- Emblem used on AFAL badges
- President: Alexander James Gibson
- Founded: 28 January 1931
- Dissolved: early 1932
- Merged into: United Australia Party
- Headquarters: Sydney, New South Wales
- Membership (June 1931): 130,000
- Ideology: Anti-establishment
- Political position: Right-wing
- Brighton City Council: 1 / 12(1931–1932)

= All for Australia League =

The All for Australia League (AFAL) was an Australian political movement during the Great Depression. It was founded in early 1931 and claimed to have amassed 130,000 members by June 1931. Right-wing and anti-establishment in nature, the league had the backing of a number of prominent businessmen and industrialists. It was critical both of the Labor Party and the right-wing Nationalist Party. It primarily operated in Sydney, but also had branches in country New South Wales and absorbed a similar organisation in Victoria. The league eventually chose to co-operate with the existing Nationalist organisation at the 1931 federal election, helping preselect candidates for the new United Australia Party (UAP). After the election victory the league was absorbed by the UAP's state organisation.

==Objectives==
Five objectives were announced at the official launch of the league, held at Killara on 12 February 1931:
1. To create a unity of purpose amongst citizens and organisations to meet the economic and social crises.
2. To exert constitutional pressure on Governments in support of the following or other necessary measures: (a) Restoration of National Credit, (b) Economy of Governmental administration and expenditure, (c) Balancing of Federal and State budgets.
3. To set aside conflicting sectional interests for the sake of unity of purpose.
4. To conjoin the interests of Country and City, that is, all producing and consuming interests.
5. To bring about the whole hearted cooperation of employer and employee.

According to labour historian Geoffrey Robinson, the league "posed a major challenge to the established conservative parties", but ultimately "failed because Australian conservatives regrouped and moved back towards the centre".

==Membership==
The league undertook an extensive recruiting campaign, mostly in Sydney but also in some country areas. It claimed to have gained 30,000 members within three weeks after its launch, rising to 40,000 a week later. Up to 3,500 badges were being issued each day, bearing the distinctive emblem of a six-pointed star. By the end of March 1931, the league claimed 99 branches, including fifteen outside Sydney. The membership stood at 116,000 on 14 April and 130,000 by the end of June.

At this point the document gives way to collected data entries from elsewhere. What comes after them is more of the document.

//! Errors raised while turning search parameters into a query.

use thiserror::Error;

use crate::kind::FieldKind;

/// Every failure aborts the whole build; nothing is attached to the query.
#[derive(Debug, Error, Clone, PartialEq)]
pub enum SearchError {
    /// Key is not `OPERATOR_fieldPath`.
    #[error("{key} is not a valid search filter name")]
    InvalidFilterKey { key: String },

    #[error("unknown search operator '{token}' in {key}")]
    InvalidOperator { key: String, token: String },

    /// Value could not be converted to the field's type, or the operator
    /// cannot be applied to it.
    #[error("malformed search value for {field}: {reason}")]
    MalformedSearchValue { field: String, reason: String },

    #[error("cannot resolve field path {path}: {reason}")]
    UnresolvableFieldPath { path: String, reason: String },

    #[error("search limit exceeded: {0}")]
    LimitExceeded(String),

    /// The schema registry does not describe an entity a relation points to.
    /// A server-side configuration fault, never caused by client input.
    #[error("entity schema mismatch: {0}")]
    SchemaMismatch(String),

    #[error("database error: {0}")]
    Db(String),
}

impl SearchError {
    pub(crate) fn malformed(field: &str, reason: impl Into<String>) -> Self {
        SearchError::MalformedSearchValue {
            field: field.to_owned(),
            reason: reason.into(),
        }
    }

    pub(crate) fn unresolvable(path: &str, reason: impl Into<String>) -> Self {
        SearchError::UnresolvableFieldPath {
            path: path.to_owned(),
            reason: reason.into(),
        }
    }

    /// `true` when the error is caused by the request rather than the server.
    #[must_use]
    pub fn is_client_error(&self) -> bool {
        !matches!(self, SearchError::SchemaMismatch(_) | SearchError::Db(_))
    }
}

pub type SearchResult<T> = Result<T, SearchError>;

/// A raw value could not be converted to the target kind.
#[derive(Debug, Error, Clone, PartialEq, Eq)]
#[error("cannot convert '{raw}' to {expected}")]
pub struct CoercionError {
    pub raw: String,
    pub expected: FieldKind,
}

impl CoercionError {
    pub(crate) fn new(raw: &str, expected: FieldKind) -> Self {
        Self {
            raw: raw.to_owned(),
            expected,
        }
    }
}

impl From<sea_orm::DbErr> for SearchError {
    fn from(e: sea_orm::DbErr) -> Self {
        SearchError::Db(e.to_string())
    }
}
//! Zip packaging of a site clone

use crate::cloner::CloneResult;
use crate::ArchiveError;
use std::collections::HashSet;
use std::io::{Cursor, Write};
use url::Url;
use zip::write::FileOptions;
use zip::{CompressionMethod, ZipWriter};

/// Entry name for the root page
pub const INDEX_ENTRY: &str = "index.html";

/// Packs cloned pages into a zip archive, one entry per page
///
/// Entries keep the order of `results`. Entry names come from [`slug_for`];
/// a name already taken gets a numeric suffix. An empty slice produces a
/// valid, empty archive.
pub fn pack(results: &[CloneResult]) -> Result<Vec<u8>, ArchiveError> {
    let mut buffer = Cursor::new(Vec::new());
    {
        let mut writer = ZipWriter::new(&mut buffer);
        let options = FileOptions::default().compression_method(CompressionMethod::Deflated);
        let mut used = HashSet::new();

        for result in results {
            let name = unique_name(slug_for(&result.source_url), &mut used);
            tracing::debug!("Adding {} as {}", result.source_url, name);
            writer.start_file(name, options)?;
            writer.write_all(result.html.as_bytes())?;
        }

        writer.finish()?;
    }
    Ok(buffer.into_inner())
}

/// Filesystem-safe entry name for a page URL
///
/// The root path maps to `index.html`. Other paths join their segments with
/// `-`, and a query string is kept after `_`, so `/docs/intro?lang=en` becomes
/// `docs-intro_lang_en.html`.
///
/// # Examples
///
/// ```
/// use pagelock::archive::slug_for;
///
/// assert_eq!(slug_for("https://x.com/"), "index.html");
/// assert_eq!(slug_for("https://x.com/blog/post-1.html"), "blog-post-1.html");
/// ```
pub fn slug_for(source_url: &str) -> String {
    let (path, query) = match Url::parse(source_url) {
        Ok(url) => (url.path().to_string(), url.query().map(str::to_string)),
        Err(_) => (source_url.to_string(), None),
    };

    let mut stem = path
        .split('/')
        .filter(|segment| !segment.is_empty())
        .map(sanitize)
        .collect::<Vec<_>>()
        .join("-");

    for extension in [".html", ".htm"] {
        if let Some(stripped) = stem.strip_suffix(extension) {
            stem = stripped.to_string();
            break;
        }
    }
    if stem.is_empty() {
        stem = "index".to_string();
    }

    if let Some(query) = query.filter(|q| !q.is_empty()) {
        stem.push('_');
        stem.push_str(&sanitize(&query));
    }

    format!("{}.html", stem)
}

/// Download name for a site archive, `example.com.zip` for `https://example.com/...`
pub fn archive_name_for(target_url: &str) -> String {
    crate::url::normalize_target_url(target_url)
        .ok()
        .and_then(|url| url.host_str().map(|host| format!("{}.zip", host)))
        .unwrap_or_else(|| "site.zip".to_string())
}

/// Replaces everything outside `[A-Za-z0-9._-]` with `_`
fn sanitize(raw: &str) -> String {
    let cleaned: String = raw
        .chars()
        .map(|c| {
            if c.is_ascii_alphanumeric() || matches!(c, '.' | '_' | '-') {
                c
            } else {
                '_'
            }
        })
        .collect();
    // Never emit a relative path component
    if cleaned.chars().all(|c| c == '.') {
        cleaned.replace('.', "_")
    } else {
        cleaned
    }
}

fn unique_name(slug: String, used: &mut HashSet<String>) -> String {
    if used.insert(slug.clone()) {
        return slug;
    }

    let stem = slug.strip_suffix(".html").unwrap_or(&slug).to_string();
    let mut n = 2;
    loop {
        let candidate = format!("{}-{}.html", stem, n);
        if used.insert(candidate.clone()) {
            return candidate;
        }
        n += 1;
    }
}
//! Script inliner

use super::{apply_or_absolutize, fetch_all, PassContext, PassReport, ResourceFetchError};
use crate::document::{get_node_attr, remove_node_attr, set_node_attr, PageDocument};
use crate::fetch::{FetchRequest, FetchResult};
use crate::url::{resolve_against, same_host};
use markup5ever_rcdom::Handle;

/// Attributes that only make sense for an external script
const EXTERNAL_ONLY_ATTRS: &[&str] = &["src", "integrity", "async", "defer"];

/// Keeps an inlined body from closing its own `<script>` element early
fn escape_script_body(body: &str) -> String {
    body.replace("</script", "<\\/script")
        .replace("</SCRIPT", "<\\/SCRIPT")
}

/// Inlines scripts served from the page's own host
///
/// Same-host scripts are fetched concurrently and their `<script src>` turned
/// into an inline `<script>`. Scripts from any other host are never fetched:
/// their `src` is only made absolute. A same-host script that cannot be
/// fetched, or comes back empty, falls back the same way.
pub async fn inline_scripts(doc: &PageDocument, ctx: &PassContext<'_>) -> PassReport {
    let mut report = PassReport::default();
    let mut jobs: Vec<(Handle, FetchRequest)> = Vec::new();

    for script in doc.elements("script") {
        let Some(src) = get_node_attr(&script, "src").filter(|s| !s.trim().is_empty()) else {
            continue;
        };

        let script_url = match resolve_against(&src, &ctx.base) {
            Ok(url) => url,
            Err(e) => {
                tracing::debug!("Leaving script '{}' unchanged: {}", src, e);
                continue;
            }
        };

        if same_host(&script_url, &ctx.base) {
            jobs.push((
                script,
                FetchRequest::get(script_url.as_str(), ctx.config.resource_timeout()),
            ));
        } else {
            tracing::debug!("Not inlining cross-host script {}", script_url);
            set_node_attr(&script, "src", Some(script_url.as_str()));
            report.absolutized += 1;
        }
    }

    for (script, outcome) in fetch_all(ctx, jobs).await {
        let inline = |response: FetchResult| {
            let body = response.text();
            if body.is_empty() {
                return Err(ResourceFetchError::EmptyBody {
                    url: response.final_url.clone(),
                });
            }
            for attr in EXTERNAL_ONLY_ATTRS {
                remove_node_attr(&script, attr);
            }
            doc.set_text(&script, &escape_script_body(&body));
            Ok(())
        };

        apply_or_absolutize(&script, "src", &ctx.base, outcome, inline, &mut report);
    }

    report
}
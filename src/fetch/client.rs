//! HTTP fetcher implementation
//!
//! This module handles all HTTP requests for PageLock, including:
//! - Building HTTP clients with a browser-like header set
//! - Per-request timeouts (page vs. sub-resource)
//! - Text or binary body reading
//! - Error classification

use crate::config::FetcherConfig;
use crate::fetch::{Body, FetchRequest, FetchResult, Fetcher, Method, ResponseKind};
use crate::FetchError;
use async_trait::async_trait;
use reqwest::header::{HeaderMap, HeaderValue, ACCEPT, ACCEPT_LANGUAGE, UPGRADE_INSECURE_REQUESTS};
use reqwest::{redirect::Policy, Client};
use std::collections::HashMap;
use std::time::Duration;

/// Builds an HTTP client with proper configuration
///
/// Requests look like they come from a desktop browser, which keeps many
/// servers from answering with a bot wall. Timeouts are set per request, the
/// connect timeout here only bounds the TCP/TLS handshake.
///
/// # Arguments
///
/// * `config` - The fetcher configuration
///
/// # Returns
///
/// * `Ok(Client)` - Successfully built HTTP client
/// * `Err(reqwest::Error)` - Failed to build client
///
/// # Example
///
/// ```no_run
/// use pagelock::config::FetcherConfig;
/// use pagelock::fetch::build_http_client;
///
/// let client = build_http_client(&FetcherConfig::default()).unwrap();
/// ```
pub fn build_http_client(config: &FetcherConfig) -> Result<Client, reqwest::Error> {
    let mut headers = HeaderMap::new();
    headers.insert(
        ACCEPT,
        HeaderValue::from_static(
            "text/html,application/xhtml+xml,application/xml;q=0.9,image/webp,image/apng,*/*;q=0.8",
        ),
    );
    headers.insert(ACCEPT_LANGUAGE, HeaderValue::from_static("en-US,en;q=0.9"));
    headers.insert(UPGRADE_INSECURE_REQUESTS, HeaderValue::from_static("1"));

    Client::builder()
        .user_agent(config.user_agent.clone())
        .default_headers(headers)
        .connect_timeout(Duration::from_secs(10).min(config.page_timeout()))
        .redirect(Policy::limited(config.max_redirects))
        .gzip(true)
        .brotli(true)
        .build()
}

/// reqwest-backed `Fetcher`
#[derive(Debug, Clone)]
pub struct HttpFetcher {
    client: Client,
}

impl HttpFetcher {
    /// Creates a fetcher with a client built from `config`
    pub fn new(config: &FetcherConfig) -> Result<Self, FetchError> {
        Ok(Self {
            client: build_http_client(config)?,
        })
    }
}

#[async_trait]
impl Fetcher for HttpFetcher {
    async fn fetch(&self, request: FetchRequest) -> Result<FetchResult, FetchError> {
        let url = request.url.as_str();

        let builder = match request.method {
            Method::Get => self.client.get(url),
            Method::Post => self
                .client
                .post(url)
                .body(request.body.clone().unwrap_or_default()),
        };

        let response = builder
            .timeout(request.timeout)
            .send()
            .await
            .map_err(|e| FetchError::from_reqwest(url, e))?;

        let status_code = response.status().as_u16();
        let final_url = response.url().to_string();

        let headers: HashMap<String, String> = response
            .headers()
            .iter()
            .filter_map(|(name, value)| {
                value
                    .to_str()
                    .ok()
                    .map(|v| (name.as_str().to_string(), v.to_string()))
            })
            .collect();

        let content_type = headers.get("content-type").cloned().unwrap_or_default();

        let body = match request.kind {
            ResponseKind::Text => Body::Text(
                response
                    .text()
                    .await
                    .map_err(|e| body_error(url, e))?,
            ),
            ResponseKind::Binary => Body::Binary(
                response
                    .bytes()
                    .await
                    .map_err(|e| body_error(url, e))?
                    .to_vec(),
            ),
        };

        tracing::trace!("Fetched {} ({}, {})", url, status_code, content_type);

        Ok(FetchResult {
            status_code,
            body,
            content_type,
            headers,
            final_url,
        })
    }
}

/// Classifies a failure that happened while reading the body
fn body_error(url: &str, error: reqwest::Error) -> FetchError {
    if error.is_timeout() {
        FetchError::Timeout {
            url: url.to_string(),
        }
    } else {
        FetchError::Body {
            url: url.to_string(),
            message: error.to_string(),
        }
    }
}
//! Integration tests for single-page cloning
//!
//! These tests use wiremock to serve a page and its sub-resources and run
//! the full clone through the real HTTP fetcher.

use pagelock::config::FetcherConfig;
use pagelock::{clone_single_page, CloneError, CloneOptions, HttpFetcher};
use wiremock::matchers::{header, method, path};
use wiremock::{Mock, MockServer, ResponseTemplate};

const PNG_BYTES: &[u8] = &[0x89, 0x50, 0x4E, 0x47];

async fn mount(server: &MockServer, route: &str, template: ResponseTemplate) {
    Mock::given(method("GET"))
        .and(path(route))
        .respond_with(template)
        .mount(server)
        .await;
}

fn html(body: &str) -> ResponseTemplate {
    ResponseTemplate::new(200).set_body_raw(body.to_string(), "text/html")
}

async fn clone(
    url: &str,
    embed_images: bool,
    config: &FetcherConfig,
) -> pagelock::Result<pagelock::CloneResult> {
    let fetcher = HttpFetcher::new(config).expect("Failed to build fetcher");
    let options = CloneOptions::new(url).with_embed_images(embed_images);
    clone_single_page(&options, &fetcher, config).await
}

#[tokio::test]
async fn test_full_clone_inlines_everything() {
    let site = MockServer::start().await;
    let cdn = MockServer::start().await;
    let base_url = site.uri();

    mount(
        &site,
        "/",
        html(&format!(
            r##"<!DOCTYPE html><html><head>
            <title>Home</title>
            <link rel="stylesheet" href="/css/site.css" media="screen">
            <script src="/js/app.js"></script>
            <script src="{}/lib.js"></script>
            </head><body>
            <a href="#main">skip</a>
            <a href="/about">About</a>
            <img src="/img/logo.png" srcset="/img/logo.png 1x, /img/logo-2x.png 2x">
            </body></html>"##,
            cdn.uri()
        )),
    )
    .await;
    mount(
        &site,
        "/css/site.css",
        ResponseTemplate::new(200).set_body_raw("body{color:red}", "text/css"),
    )
    .await;
    mount(
        &site,
        "/js/app.js",
        ResponseTemplate::new(200).set_body_raw("console.log('</script>')", "application/javascript"),
    )
    .await;
    mount(
        &site,
        "/img/logo.png",
        ResponseTemplate::new(200).set_body_raw(PNG_BYTES.to_vec(), "image/png"),
    )
    .await;

    // Cross-host scripts must never be requested
    Mock::given(method("GET"))
        .respond_with(ResponseTemplate::new(200))
        .expect(0)
        .mount(&cdn)
        .await;

    let result = clone(&base_url, true, &FetcherConfig::default())
        .await
        .expect("Clone failed");

    assert_eq!(result.title, "Home");
    assert_eq!(result.source_url, format!("{}/", base_url));
    assert_eq!(result.byte_size, result.html.len());

    let page = &result.html;
    assert!(page.contains(&format!(r#"<base href="{}/">"#, base_url)));
    assert!(page.contains(r#"content="upgrade-insecure-requests""#));
    assert!(page.contains(r#"<style media="screen">body{color:red}</style>"#));
    assert!(page.contains(r#"<script>console.log('<\/script>')</script>"#));
    assert!(page.contains(&format!(r#"<script src="{}/lib.js"></script>"#, cdn.uri())));
    assert!(page.contains(r##"<a href="#main">"##));
    assert!(page.contains(&format!(r#"<a href="{}/about">"#, base_url)));
    assert!(page.contains(r#"<img src="data:image/png;base64,iVBORw==">"#));
}

#[tokio::test]
async fn test_failed_subresources_fall_back_to_absolute_urls() {
    let site = MockServer::start().await;
    let base_url = site.uri();

    mount(
        &site,
        "/docs/",
        html(
            r#"<html><head>
            <link rel="stylesheet" href="missing.css">
            <script src="broken.js"></script>
            </head><body><img src="gone.png"></body></html>"#,
        ),
    )
    .await;
    mount(&site, "/docs/broken.js", ResponseTemplate::new(500)).await;
    mount(&site, "/docs/gone.png", ResponseTemplate::new(503)).await;

    let result = clone(&format!("{}/docs/", base_url), true, &FetcherConfig::default())
        .await
        .expect("A failed sub-resource must not fail the clone");

    let page = &result.html;
    assert!(page.contains(&format!(
        r#"<link rel="stylesheet" href="{}/docs/missing.css">"#,
        base_url
    )));
    assert!(page.contains(&format!(r#"<script src="{}/docs/broken.js">"#, base_url)));
    assert!(page.contains(&format!(r#"<img src="{}/docs/gone.png">"#, base_url)));
}

#[tokio::test]
async fn test_images_are_only_rewritten_when_embedding_is_off() {
    let site = MockServer::start().await;
    let base_url = site.uri();

    mount(
        &site,
        "/gallery/",
        html(r#"<img src="a.jpg" srcset="a.jpg 480w, /b.jpg 800w">"#),
    )
    .await;
    Mock::given(method("GET"))
        .and(path("/gallery/a.jpg"))
        .respond_with(ResponseTemplate::new(200))
        .expect(0)
        .mount(&site)
        .await;

    let result = clone(&format!("{}/gallery/", base_url), false, &FetcherConfig::default())
        .await
        .expect("Clone failed");

    assert!(result.html.contains(&format!(
        r#"<img src="{0}/gallery/a.jpg" srcset="{0}/gallery/a.jpg 480w, {0}/b.jpg 800w">"#,
        base_url
    )));
}

#[tokio::test]
async fn test_slow_image_times_out_and_falls_back() {
    let site = MockServer::start().await;
    let base_url = site.uri();

    mount(&site, "/", html(r#"<img src="/slow.png">"#)).await;
    mount(
        &site,
        "/slow.png",
        ResponseTemplate::new(200)
            .set_body_raw(PNG_BYTES.to_vec(), "image/png")
            .set_delay(std::time::Duration::from_secs(3)),
    )
    .await;

    let config = FetcherConfig {
        image_timeout_secs: 1,
        ..FetcherConfig::default()
    };
    let result = clone(&base_url, true, &config).await.expect("Clone failed");

    assert!(result
        .html
        .contains(&format!(r#"<img src="{}/slow.png">"#, base_url)));
}

#[tokio::test]
async fn test_configured_headers_are_sent() {
    let site = MockServer::start().await;

    Mock::given(method("GET"))
        .and(path("/"))
        .and(header("user-agent", "PageLockTest/1.0"))
        .and(header("upgrade-insecure-requests", "1"))
        .respond_with(html("<title>Agent</title>"))
        .expect(1)
        .mount(&site)
        .await;

    let config = FetcherConfig {
        user_agent: "PageLockTest/1.0".to_string(),
        ..FetcherConfig::default()
    };
    let result = clone(&site.uri(), true, &config)
        .await
        .expect("Request did not carry the configured headers");
    assert_eq!(result.title, "Agent");
}

#[tokio::test]
async fn test_redirected_page_resolves_against_final_url() {
    let site = MockServer::start().await;
    let base_url = site.uri();

    mount(
        &site,
        "/old",
        ResponseTemplate::new(301).insert_header("location", format!("{}/new/", base_url).as_str()),
    )
    .await;
    mount(&site, "/new/", html(r#"<a href="next">next</a>"#)).await;

    let result = clone(&format!("{}/old", base_url), true, &FetcherConfig::default())
        .await
        .expect("Clone failed");

    assert_eq!(result.source_url, format!("{}/old", base_url));
    assert!(result
        .html
        .contains(&format!(r#"<a href="{}/new/next">"#, base_url)));
}

#[tokio::test]
async fn test_page_errors() {
    let site = MockServer::start().await;
    mount(&site, "/missing", ResponseTemplate::new(404)).await;

    let err = clone(&format!("{}/missing", site.uri()), true, &FetcherConfig::default())
        .await
        .unwrap_err();
    assert!(matches!(err, CloneError::HttpStatus { status: 404, .. }));
    assert_eq!(err.status_code(), 500);

    let err = clone("http://127.0.0.1:1/", true, &FetcherConfig::default())
        .await
        .unwrap_err();
    assert!(matches!(err, CloneError::Fetch(_)));
    assert!(err.user_message().starts_with("Failed to fetch website:"));

    let err = clone("", true, &FetcherConfig::default()).await.unwrap_err();
    assert!(matches!(err, CloneError::Validation(_)));
    assert_eq!(err.user_message(), "URL is required");
}
use crate::{CloneError, UrlError};
use url::Url;

/// Tracking query parameters dropped from crawl keys
const TRACKING_PARAMS: &[&str] = &[
    "utm_source",
    "utm_medium",
    "utm_campaign",
    "utm_term",
    "utm_content",
    "fbclid",
    "gclid",
    "mc_eid",
];

/// Normalizes user input into the URL of the page to clone
///
/// # Normalization Steps
///
/// 1. Trim surrounding whitespace; reject empty input
/// 2. Prepend `https://` unless the input already starts with `http://` or `https://`
/// 3. Parse; reject malformed input or input without a host
///
/// # Examples
///
/// ```
/// use pagelock::url::normalize_target_url;
///
/// let url = normalize_target_url("example.com").unwrap();
/// assert_eq!(url.as_str(), "https://example.com/");
///
/// let url = normalize_target_url("  http://example.com/a  ").unwrap();
/// assert_eq!(url.as_str(), "http://example.com/a");
/// ```
pub fn normalize_target_url(input: &str) -> Result<Url, CloneError> {
    let trimmed = input.trim();
    if trimmed.is_empty() {
        return Err(CloneError::Validation("URL is required".to_string()));
    }

    let lowered = trimmed.to_ascii_lowercase();
    let with_scheme = if lowered.starts_with("http://") || lowered.starts_with("https://") {
        trimmed.to_string()
    } else {
        format!("https://{}", trimmed)
    };

    let url = Url::parse(&with_scheme).map_err(|e| UrlError::Parse(e.to_string()))?;
    if url.host_str().map_or(true, str::is_empty) {
        return Err(UrlError::MissingHost.into());
    }

    Ok(url)
}

/// Produces the key a crawl uses to decide whether a page was already seen
///
/// # Canonicalization Steps
///
/// 1. Reject non-HTTP(S) URLs
/// 2. Remove fragment (everything after #)
/// 3. Remove tracking query parameters
/// 4. Sort remaining query parameters alphabetically
/// 5. Remove empty query string (trailing ?)
///
/// Host case is already normalized by the parser. Paths are kept as written:
/// `/docs` and `/docs/` may be different pages.
pub fn canonicalize(url: &Url) -> Result<Url, UrlError> {
    if url.scheme() != "http" && url.scheme() != "https" {
        return Err(UrlError::InvalidScheme(url.scheme().to_string()));
    }
    if url.host_str().is_none() {
        return Err(UrlError::MissingHost);
    }

    let mut canonical = url.clone();
    canonical.set_fragment(None);

    if canonical.query().is_some() {
        let params = filter_and_sort_query_params(&canonical);
        if params.is_empty() {
            canonical.set_query(None);
        } else {
            canonical
                .query_pairs_mut()
                .clear()
                .extend_pairs(params.iter().map(|(k, v)| (k.as_str(), v.as_str())));
        }
    }

    Ok(canonical)
}

/// Filters out tracking parameters and sorts the rest by key
fn filter_and_sort_query_params(url: &Url) -> Vec<(String, String)> {
    let mut params: Vec<(String, String)> = url
        .query_pairs()
        .filter(|(key, _)| !TRACKING_PARAMS.contains(&key.as_ref()))
        .map(|(k, v)| (k.into_owned(), v.into_owned()))
        .collect();

    params.sort_by(|a, b| a.0.cmp(&b.0).then_with(|| a.1.cmp(&b.1)));
    params
}
//! Node-level helpers over the rcdom tree

use html5ever::interface::{Attribute, QualName};
use html5ever::tendril::format_tendril;
use html5ever::{namespace_url, ns, LocalName};
use markup5ever_rcdom::{Handle, NodeData};
use std::rc::Rc;

/// Returns the local name of an element node
pub fn get_node_name(node: &Handle) -> Option<&str> {
    match &node.data {
        NodeData::Element { name, .. } => Some(name.local.as_ref()),
        _ => None,
    }
}

/// Returns true if `node` is an element with the given local name
pub fn is_element(node: &Handle, element_name: &str) -> bool {
    get_node_name(node).is_some_and(|name| name.eq_ignore_ascii_case(element_name))
}

/// Gets an attribute value
pub fn get_node_attr(node: &Handle, attr_name: &str) -> Option<String> {
    match &node.data {
        NodeData::Element { attrs, .. } => attrs
            .borrow()
            .iter()
            .find(|attr| &*attr.name.local == attr_name)
            .map(|attr| attr.value.to_string()),
        _ => None,
    }
}

/// Sets an attribute, adding it when missing; `None` removes it
pub fn set_node_attr(node: &Handle, attr_name: &str, attr_value: Option<&str>) {
    let NodeData::Element { attrs, .. } = &node.data else {
        return;
    };
    let mut attrs = attrs.borrow_mut();

    match attr_value {
        Some(value) => {
            if let Some(attr) = attrs.iter_mut().find(|attr| &*attr.name.local == attr_name) {
                attr.value.clear();
                attr.value.push_slice(value);
            } else {
                attrs.push(Attribute {
                    name: QualName::new(None, ns!(), LocalName::from(attr_name)),
                    value: format_tendril!("{}", value),
                });
            }
        }
        None => attrs.retain(|attr| &*attr.name.local != attr_name),
    }
}

/// Removes an attribute if present
pub fn remove_node_attr(node: &Handle, attr_name: &str) {
    set_node_attr(node, attr_name, None);
}

/// Returns the parent of a node, leaving the parent link intact
pub fn get_parent_node(node: &Handle) -> Option<Handle> {
    let weak = node.parent.take();
    let parent = weak.as_ref().and_then(|w| w.upgrade());
    node.parent.set(weak);
    parent
}

/// Collects every element named `node_name` below `node`, in document order
pub fn find_nodes(node: &Handle, node_name: &str) -> Vec<Handle> {
    let mut found = Vec::new();
    collect_nodes(node, node_name, &mut found);
    found
}

fn collect_nodes(node: &Handle, node_name: &str, found: &mut Vec<Handle>) {
    for child in node.children.borrow().iter() {
        if is_element(child, node_name) {
            found.push(Rc::clone(child));
        }
        collect_nodes(child, node_name, found);
    }
}

/// Concatenated text of all descendant text nodes
pub fn text_content(node: &Handle) -> String {
    let mut text = String::new();
    collect_text(node, &mut text);
    text
}

fn collect_text(node: &Handle, text: &mut String) {
    for child in node.children.borrow().iter() {
        match &child.data {
            NodeData::Text { contents } => text.push_str(&contents.borrow()),
            NodeData::Element { .. } => collect_text(child, text),
            _ => {}
        }
    }
}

Most of the league's leadership had not previously been involved in politics. The executive was "strongly representative of managerial and professional men". Former engineering professor Alexander James Gibson was elected president. Other members of the league's provisional executive included:
- Major-General Gordon Bennett, brother of Alfred Bennett
- Andrew Craig, treasurer of the Sydney Chamber of Commerce
- Albert Heath, president of the Sydney and Suburban Timber Merchants' Association
- Cecil Hoskins, chairman and managing director of Australian Iron and Steel
- Norman Keyser, managing director of General Industries
- Robert A. Malloch, managing director of Dangar, Gedye & Malloch, meat preservers
- Sydney Snow, vice-president of the Retail Traders' Association
- Frederick Walker, managing director of F. J. Walker, meat exporters
Later members of the executive included:
- Alfred Bennett, manager of radio station 2GB, founder of the Who's for Australia? League, brother of Gordon Bennett
- Sir Henry Braddon, member of the New South Wales Legislative Council
- Charles M. McDonald, president of the New South Wales Employers' Federation
- Mildred Muscio, feminist, representative of the women's committee
- Olof Oberg, timber merchant and president of the anti-communist "Sane Democracy League"

Braddon, Craig, Heath, and Oberg resigned from the executive over the league's attacks on the state Nationalist Party.

The league had a councillor on the City of Brighton in Victoria – A.R. Horton, who joined in April 1931. The party also had local branch secretary H.P. Armitage as a candidate in the 1931 Victorian local elections, receiving 33.66% of the vote in the City of Oakleigh's South Ward.